[Collected data entries]

use assert_cmd::Command;
use predicates::prelude::*;

fn ridehail() -> Command {
    let mut cmd = Command::cargo_bin("ridehail").unwrap();
    // Keep tests away from the user's real config file
    let missing = std::env::temp_dir().join("ridehail-cli-tests-missing.toml");
    cmd.env("RIDEHAIL_CONFIG", missing);
    cmd
}

#[test]
fn rides_lists_catalog() {
    ridehail()
        .arg("rides")
        .assert()
        .success()
        .stdout(predicate::str::contains("Ola Mini"))
        .stdout(predicate::str::contains("Ola Bike"))
        .stdout(predicate::str::contains("₹125"));
}

#[test]
fn rides_json_is_parseable() {
    let output = ridehail().args(["rides", "--json"]).output().unwrap();
    assert!(output.status.success());

    let rides: serde_json::Value = serde_json::from_slice(&output.stdout).unwrap();
    let rides = rides.as_array().unwrap();
    assert_eq!(rides.len(), 4);
    assert_eq!(rides[0]["id"], "mini");
    assert_eq!(rides[0]["price"], 89);
}

#[test]
fn book_reaches_tracking() {
    ridehail()
        .args([
            "book",
            "--pickup",
            "MG Road",
            "--destination",
            "Airport",
            "--ride",
            "mini",
            "--delay-ms",
            "20",
        ])
        .assert()
        .success()
        .stdout(predicate::str::contains("Booking confirmed: Ola Mini"))
        .stdout(predicate::str::contains("Finding a driver for you (20 ms)"))
        .stdout(predicate::str::contains("Driver assigned: Rajesh Kumar"))
        .stdout(predicate::str::contains("Arriving in 3 minutes"));
}

#[test]
fn book_rejects_empty_pickup() {
    ridehail()
        .args(["book", "--pickup", "", "--destination", "Airport", "--delay-ms", "0"])
        .assert()
        .failure()
        .stderr(predicate::str::contains("pickup location and a destination"));
}

#[test]
fn book_rejects_unknown_ride() {
    ridehail()
        .args([
            "book",
            "--pickup",
            "MG Road",
            "--destination",
            "Airport",
            "--ride",
            "helicopter",
        ])
        .assert()
        .failure()
        .stderr(predicate::str::contains("Unknown ride 'helicopter'"))
        .stderr(predicate::str::contains("mini, prime, auto, bike"));
}

#[test]
fn config_show_uses_defaults_when_missing() {
    ridehail()
        .args(["config", "show"])
        .assert()
        .success()
        .stdout(predicate::str::contains("driver_assignment_delay_ms = 3000"));
}

#[test]
fn book_uses_default_delay_without_config() {
    ridehail()
        .args(["book", "--pickup", "A", "--destination", "B", "--ride", "auto"])
        .assert()
        .success()
        .stdout(predicate::str::contains("Finding a driver for you (3000 ms)"));
}

#[test]
fn config_file_sets_delay() {
    let dir = tempfile::tempdir().unwrap();
    let path = dir.path().join("config.toml");
    std::fs::write(&path, "driver_assignment_delay_ms = 5\n").unwrap();

    ridehail()
        .env("RIDEHAIL_CONFIG", &path)
        .args(["book", "--pickup", "A", "--destination", "B", "--ride", "bike"])
        .assert()
        .success()
        .stdout(predicate::str::contains("Ola Bike"))
        .stdout(predicate::str::contains("Finding a driver for you (5 ms)"));
}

Exercise: Find the word "output" in the records, and report each line that has it.

Solved problem:
    let output = ridehail().args(["rides", "--json"]).output().unwrap();
    assert!(output.status.success());
    let rides: serde_json::Value = serde_json::from_slice(&output.stdout).unwrap();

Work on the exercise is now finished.